- _Exercise instructions_:
Find every line below that contains the word "port" and copy it out.

(Items from a data source)
..............................

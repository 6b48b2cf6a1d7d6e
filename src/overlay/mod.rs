// src/overlay/mod.rs - WebSocket push channel for on-screen browser sources

use anyhow::{Context, Result};
use futures_util::{SinkExt, StreamExt};
use log::{debug, error, info, warn};
use tokio::net::TcpListener;
use tokio::sync::broadcast;
use tokio_tungstenite::{accept_async, tungstenite::Message};

/// Pushes named events to any connected overlay clients (OBS browser
/// sources and the like). Clients subscribe by opening a WebSocket; every
/// published event is fanned out to all of them as one JSON text frame:
/// `{"event": "...", "payload": ...}`.
pub struct OverlayServer {
    port: u16,
    events: broadcast::Sender<String>,
}

impl OverlayServer {
    pub fn new(port: u16) -> Self {
        let (events, _) = broadcast::channel(256);
        Self { port, events }
    }

    /// Publish an event. Having no connected clients is normal, not an error.
    pub fn publish(&self, event: &str, payload: serde_json::Value) {
        let frame = serde_json::json!({ "event": event, "payload": payload }).to_string();
        if self.events.send(frame).is_err() {
            debug!("no overlay clients connected for '{event}'");
        }
    }

    /// Bind the listener and start accepting clients in the background.
    pub async fn start(&self) -> Result<()> {
        let listener = TcpListener::bind(("0.0.0.0", self.port))
            .await
            .with_context(|| format!("failed to bind overlay server on port {}", self.port))?;
        info!("Overlay server listening on port {}", self.port);

        let events = self.events.clone();
        tokio::spawn(async move {
            loop {
                match listener.accept().await {
                    Ok((stream, addr)) => {
                        let rx = events.subscribe();
                        tokio::spawn(async move {
                            match accept_async(stream).await {
                                Ok(ws) => {
                                    debug!("overlay client connected: {addr}");
                                    serve_client(ws, rx).await;
                                    debug!("overlay client disconnected: {addr}");
                                }
                                Err(e) => warn!("overlay handshake failed for {addr}: {e}"),
                            }
                        });
                    }
                    Err(e) => {
                        error!("overlay accept error: {e}");
                        break;
                    }
                }
            }
        });
        Ok(())
    }
}

async fn serve_client(
    ws: tokio_tungstenite::WebSocketStream<tokio::net::TcpStream>,
    mut rx: broadcast::Receiver<String>,
) {
    let (mut write, mut read) = ws.split();
    loop {
        tokio::select! {
            frame = rx.recv() => match frame {
                Ok(text) => {
                    if write.send(Message::Text(text)).await.is_err() {
                        break;
                    }
                }
                Err(broadcast::error::RecvError::Lagged(n)) => {
                    warn!("overlay client lagged by {n} events");
                }
                Err(broadcast::error::RecvError::Closed) => break,
            },
            incoming = read.next() => match incoming {
                Some(Ok(Message::Close(_))) | None => break,
                Some(Ok(Message::Ping(payload))) => {
                    if write.send(Message::Pong(payload)).await.is_err() {
                        break;
                    }
                }
                Some(Ok(_)) => {}
                Some(Err(e)) => {
                    debug!("overlay client error: {e}");
                    break;
                }
            },
        }
    }
}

..............................

- _Reply to the task_:
    port: u16,
    pub fn new(port: u16) -> Self {
        Self { port, events }
        let listener = TcpListener::bind(("0.0.0.0", self.port))
            .with_context(|| format!("failed to bind overlay server on port {}", self.port))?;
        info!("Overlay server listening on port {}", self.port);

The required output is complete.